第6話
ついに陰陽人は僕の周りをぐるりと一周し、また僕の目の前に現れた。
片手をゆっくりと僕の首根っこの辺りへと伸ばしてくる。
大声を上げて駆け出したくなる衝動を懸命に抑えて、満月を見上げながら、僕は“その時”を待った。
――ぴたり、と陰陽人の手が止まる。
そしてまた、つい今しがたと同じように、僕の周りを周り出す。
どうした、のだ?
その様子は明らかに一度目とは違うようだった。
よりゆっくりと、思案気に、注意深く。
そして、何かを警戒でもしているかのような唸り声を、時折漏らしている。
生暖かい陰陽人の吐息が首筋にかかる度、冷や汗が滝のように流れ、生きた心地がしない。

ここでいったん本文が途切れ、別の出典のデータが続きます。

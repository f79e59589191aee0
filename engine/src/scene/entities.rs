//! Entity lifecycle and hierarchy operations on a scene

use super::Scene;
use crate::core::entity::{is_ancestor, Entity, EntityType, IdComponent, Transform};
use crate::core::uuid::Uuid;
use crate::io::component_registry::{ComponentKind, SceneComponent};
use glam::{Vec2, Vec3};
use tracing::{debug, warn};

impl Scene {
    /// Create an entity with a fresh UUID, a de-duplicated name and a default
    /// transform
    pub fn create_entity(&mut self, name: &str, entity_type: EntityType) -> Entity {
        self.create_entity_with_uuid(name, entity_type, Uuid::new())
    }

    /// Create an entity with a known UUID; `Uuid::NIL` requests a fresh one
    pub fn create_entity_with_uuid(
        &mut self,
        name: &str,
        entity_type: EntityType,
        uuid: Uuid,
    ) -> Entity {
        let uuid = if uuid.is_nil() {
            Uuid::new()
        } else if self.entities.contains_key(&uuid) {
            warn!(entity = %uuid, "UUID already in use, generating a new one");
            Uuid::new()
        } else {
            uuid
        };

        let name = self.names.unique_name(name);
        let entity = self.spawn_identity(IdComponent::new(name, uuid, entity_type));
        debug!(entity = %uuid, "Created entity");
        entity
    }

    /// Spawn an entity around an identity whose name is already unique
    pub(super) fn spawn_identity(&mut self, id: IdComponent) -> Entity {
        let uuid = id.uuid;
        self.names.insert(id.name.clone(), uuid);
        let entity = self.world.spawn((id, Transform::default()));
        self.entities.insert(uuid, entity);
        self.register_kind(entity, ComponentKind::Transform);
        self.dirty = true;
        entity
    }

    pub(crate) fn register_kind(&mut self, entity: Entity, kind: ComponentKind) {
        let kinds = self.registered.entry(entity).or_default();
        if !kinds.contains(&kind) {
            kinds.push(kind);
        }
    }

    fn unregister_kind(&mut self, entity: Entity, kind: ComponentKind) {
        if let Some(kinds) = self.registered.get_mut(&entity) {
            kinds.retain(|registered| *registered != kind);
        }
    }

    /// Component kinds attached to an entity, in attachment order
    pub fn components(&self, entity: Entity) -> &[ComponentKind] {
        self.registered
            .get(&entity)
            .map(Vec::as_slice)
            .unwrap_or(&[])
    }

    /// Attach `component`, or return the instance the entity already has
    pub fn add_component<T: SceneComponent>(
        &mut self,
        entity: Entity,
        component: T,
    ) -> Result<hecs::RefMut<'_, T>, hecs::ComponentError> {
        if !self.world.contains(entity) {
            return Err(hecs::ComponentError::NoSuchEntity);
        }
        self.register_kind(entity, T::KIND);
        self.dirty = true;
        self.world.add_component(entity, component)
    }

    /// Attach a default-constructed component by kind, as the inspector does
    pub fn add_component_kind(&mut self, entity: Entity, kind: ComponentKind) -> bool {
        if (kind.vtable().has)(&self.world, entity) {
            return true;
        }
        if !(kind.vtable().add_default)(&mut self.world, entity) {
            return false;
        }
        self.register_kind(entity, kind);
        self.dirty = true;
        true
    }

    /// Detach and return a component; physics bodies are released first
    pub fn remove_component<T: SceneComponent>(&mut self, entity: Entity) -> Option<T> {
        self.release_physics(entity, T::KIND);
        let removed = self.world.remove_one::<T>(entity).ok()?;
        self.unregister_kind(entity, T::KIND);
        self.dirty = true;
        Some(removed)
    }

    pub fn remove_component_kind(&mut self, entity: Entity, kind: ComponentKind) -> bool {
        self.release_physics(entity, kind);
        if !(kind.vtable().remove)(&mut self.world, entity) {
            return false;
        }
        self.unregister_kind(entity, kind);
        self.dirty = true;
        true
    }

    fn release_physics(&mut self, entity: Entity, kind: ComponentKind) {
        match kind {
            ComponentKind::Rigidbody2D => {
                self.physics_2d.destroy_body(&mut self.world, entity);
            }
            ComponentKind::Rigidbody => {
                self.physics_3d.destroy_body(&mut self.world, entity);
            }
            _ => {}
        }
    }

    /// Attach a component decoded from a document value
    pub fn deserialize_component(
        &mut self,
        entity: Entity,
        kind: ComponentKind,
        value: &serde_json::Value,
    ) -> Result<(), serde_json::Error> {
        (kind.vtable().deserialize)(&mut self.world, entity, value)?;
        if self.world.contains(entity) {
            self.register_kind(entity, kind);
        }
        Ok(())
    }

    pub fn serialize_component(&self, entity: Entity, kind: ComponentKind) -> Option<serde_json::Value> {
        (kind.vtable().serialize)(&self.world, entity)
    }

    pub fn get_component<T: SceneComponent>(&self, entity: Entity) -> Option<hecs::Ref<'_, T>> {
        self.world.get::<T>(entity).ok()
    }

    pub fn get_component_mut<T: SceneComponent>(
        &self,
        entity: Entity,
    ) -> Option<hecs::RefMut<'_, T>> {
        self.world.get_mut::<T>(entity).ok()
    }

    pub fn has_component<T: SceneComponent>(&self, entity: Entity) -> bool {
        self.world.has::<T>(entity)
    }

    pub fn is_valid(&self, entity: Entity) -> bool {
        self.world.contains(entity)
    }

    pub fn get_entity(&self, uuid: Uuid) -> Option<Entity> {
        self.entities.get(&uuid).copied()
    }

    pub fn uuid_of(&self, entity: Entity) -> Option<Uuid> {
        self.world.get::<IdComponent>(entity).ok().map(|id| id.uuid)
    }

    pub fn entity_name(&self, entity: Entity) -> Option<String> {
        self.world
            .get::<IdComponent>(entity)
            .ok()
            .map(|id| id.name.clone())
    }

    pub fn find_entity_by_name(&self, name: &str) -> Option<Uuid> {
        self.names.lookup(name)
    }

    /// Rename an entity, de-duplicating against the other live names
    pub fn rename_entity(&mut self, entity: Entity, name: &str) -> Option<String> {
        let (uuid, old_name) = {
            let id = self.world.get::<IdComponent>(entity).ok()?;
            (id.uuid, id.name.clone())
        };
        if old_name == name {
            return Some(old_name);
        }

        self.names.release(&old_name);
        let new_name = self.names.claim(name, uuid);
        if let Ok(mut id) = self.world.get_mut::<IdComponent>(entity) {
            id.name = new_name.clone();
        }
        self.dirty = true;
        Some(new_name)
    }

    /// Destroy an entity and, depth first, all of its descendants.
    ///
    /// Physics bodies are released, the entity leaves the lookup maps and its
    /// parent's child list, then its slot is freed. Invalid handles are ignored.
    pub fn destroy_entity(&mut self, entity: Entity) {
        let (uuid, name, parent, children) = match self.world.get::<IdComponent>(entity) {
            Ok(id) => (id.uuid, id.name.clone(), id.parent, id.children.clone()),
            Err(_) => return,
        };

        for child_uuid in children {
            if let Some(child) = self.get_entity(child_uuid) {
                self.destroy_entity(child);
            }
        }

        self.physics_2d.destroy_body(&mut self.world, entity);
        self.physics_3d.destroy_body(&mut self.world, entity);

        self.entities.remove(&uuid);
        if self.names.lookup(&name) == Some(uuid) {
            self.names.release(&name);
        }
        if let Some(parent) = self.get_entity(parent) {
            if let Ok(mut parent_id) = self.world.get_mut::<IdComponent>(parent) {
                parent_id.children.retain(|child| *child != uuid);
            }
        }

        self.registered.remove(&entity);
        let _ = self.world.despawn(entity);
        self.dirty = true;
        debug!(entity = %uuid, "Destroyed entity");
    }

    /// Deep-copy an entity and its subtree under fresh UUIDs and names.
    ///
    /// With `add_to_parent` the copy is attached to the original's parent;
    /// otherwise it is left as a root.
    pub fn duplicate_entity(&mut self, entity: Entity, add_to_parent: bool) -> Option<Entity> {
        let (name, entity_type, parent, children) = {
            let id = self.world.get::<IdComponent>(entity).ok()?;
            (id.name.clone(), id.entity_type, id.parent, id.children.clone())
        };

        let copy = self.create_entity(&name, entity_type);
        let kinds = self.components(entity).to_vec();
        for kind in kinds {
            if (kind.vtable().duplicate)(&mut self.world, entity, copy) {
                self.register_kind(copy, kind);
            }
        }

        for child_uuid in children {
            let Some(child) = self.get_entity(child_uuid) else {
                continue;
            };
            if let Some(child_copy) = self.duplicate_entity(child, false) {
                self.add_child(copy, child_copy);
            }
        }

        if add_to_parent {
            if let Some(parent) = self.get_entity(parent) {
                self.add_child(parent, copy);
            }
        }

        Some(copy)
    }

    /// Whether `source` is a strict ancestor of `target`
    pub fn is_parent(&self, target: Entity, source: Entity) -> bool {
        target != source && is_ancestor(&self.world, &self.entities, target, source)
    }

    /// Make `child` a child of `parent`, detaching it from its old parent.
    ///
    /// Rejected when `child` is `parent` or one of its ancestors, which keeps
    /// the graph acyclic.
    pub fn add_child(&mut self, parent: Entity, child: Entity) -> bool {
        if !self.world.contains(parent) || !self.world.contains(child) {
            return false;
        }
        if is_ancestor(&self.world, &self.entities, parent, child) {
            warn!(parent = ?parent, child = ?child, "Rejected reparent that would create a cycle");
            return false;
        }

        let (parent_uuid, child_uuid, old_parent) = {
            let Ok(parent_id) = self.world.get::<IdComponent>(parent) else {
                return false;
            };
            let Ok(child_id) = self.world.get::<IdComponent>(child) else {
                return false;
            };
            (parent_id.uuid, child_id.uuid, child_id.parent)
        };
        if old_parent == parent_uuid {
            return true;
        }

        if let Some(old) = self.get_entity(old_parent) {
            if let Ok(mut old_id) = self.world.get_mut::<IdComponent>(old) {
                old_id.children.retain(|uuid| *uuid != child_uuid);
            }
        }
        if let Ok(mut parent_id) = self.world.get_mut::<IdComponent>(parent) {
            parent_id.children.push(child_uuid);
        }
        if let Ok(mut child_id) = self.world.get_mut::<IdComponent>(child) {
            child_id.parent = parent_uuid;
        }
        if let Ok(mut transform) = self.world.get_mut::<Transform>(child) {
            transform.dirty = true;
        }

        self.dirty = true;
        true
    }

    /// Detach an entity from its parent, keeping its world placement
    pub fn unparent(&mut self, entity: Entity) -> bool {
        let (uuid, parent) = match self.world.get::<IdComponent>(entity) {
            Ok(id) if !id.is_root() => (id.uuid, id.parent),
            _ => return false,
        };

        if let Some(parent) = self.get_entity(parent) {
            if let Ok(mut parent_id) = self.world.get_mut::<IdComponent>(parent) {
                parent_id.children.retain(|child| *child != uuid);
            }
        }
        if let Ok(mut id) = self.world.get_mut::<IdComponent>(entity) {
            id.parent = Uuid::NIL;
        }
        if let Ok(mut transform) = self.world.get_mut::<Transform>(entity) {
            transform.local_translation = transform.translation;
            transform.local_rotation = transform.rotation;
            transform.local_scale = transform.scale;
            transform.dirty = true;
        }

        self.dirty = true;
        true
    }

    /// Register an entity and its descendants with both live physics worlds
    pub fn instantiate_physics(&mut self, entity: Entity) -> usize {
        let mut created = 0;
        if self.physics_2d.instantiate(&mut self.world, entity) {
            created += 1;
        }
        if self.physics_3d.instantiate(&mut self.world, entity) {
            created += 1;
        }

        let children = self
            .world
            .get::<IdComponent>(entity)
            .map(|id| id.children.clone())
            .unwrap_or_default();
        for child_uuid in children {
            if let Some(child) = self.get_entity(child_uuid) {
                created += self.instantiate_physics(child);
            }
        }
        created
    }

    /// Apply a one-frame force to a live 2D body
    pub fn apply_force_2d(&mut self, entity: Entity, force: Vec2, point: Vec2, wake: bool) -> bool {
        self.physics_2d
            .apply_force(&self.world, entity, force, point, wake)
    }

    pub fn add_force(&mut self, entity: Entity, force: Vec3) -> bool {
        self.physics_3d.add_force(&self.world, entity, force)
    }

    pub fn add_impulse(&mut self, entity: Entity, impulse: Vec3) -> bool {
        self.physics_3d.add_impulse(&self.world, entity, impulse)
    }

    pub fn set_linear_velocity(&mut self, entity: Entity, velocity: Vec3) -> bool {
        self.physics_3d
            .set_linear_velocity(&self.world, entity, velocity)
    }

    pub fn linear_velocity(&mut self, entity: Entity) -> Option<Vec3> {
        self.physics_3d.linear_velocity(&self.world, entity)
    }
}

一体僕の何をいぶかしんでいるのかは分からないが、少しは考える時間ができた。
このままなんの案も無いままでは、僕の運命は決まったようなものだ。
しかし、なにか思いつかないかと頭をフル回転させても、焦りばかりが先に立って、一向に考えがまとまらない。
くそっ落ち着け! 落ち着いて考えるんだ!
またきっちり一周りした陰陽人は、正面からぐっと顔を近づける。
視線を微妙にずらして、正視しないようにしても、首をかたむけて僕の顔を覗きこんでくる。
疑惑に満ちた、納得がいかなそうな顔で、陰陽人の目がぎゅっと細められた。
「われの子は、かくもにほわず・・・・・・あやしや・・・・・・」
しわがれた呟き声。
――臭いとは・・・・・・なんのことだろう?
陰陽人は、ほとんど触れんばかりに更に顔を近づけ、今度はなんと鼻を鳴らし始めた。
足元から序々に、全身の臭いを嗅ごうとしているのだ。
せり上がる巨大な顔面がもたらす恐怖感に耐えるのが精一杯で、とても考えることなどできない。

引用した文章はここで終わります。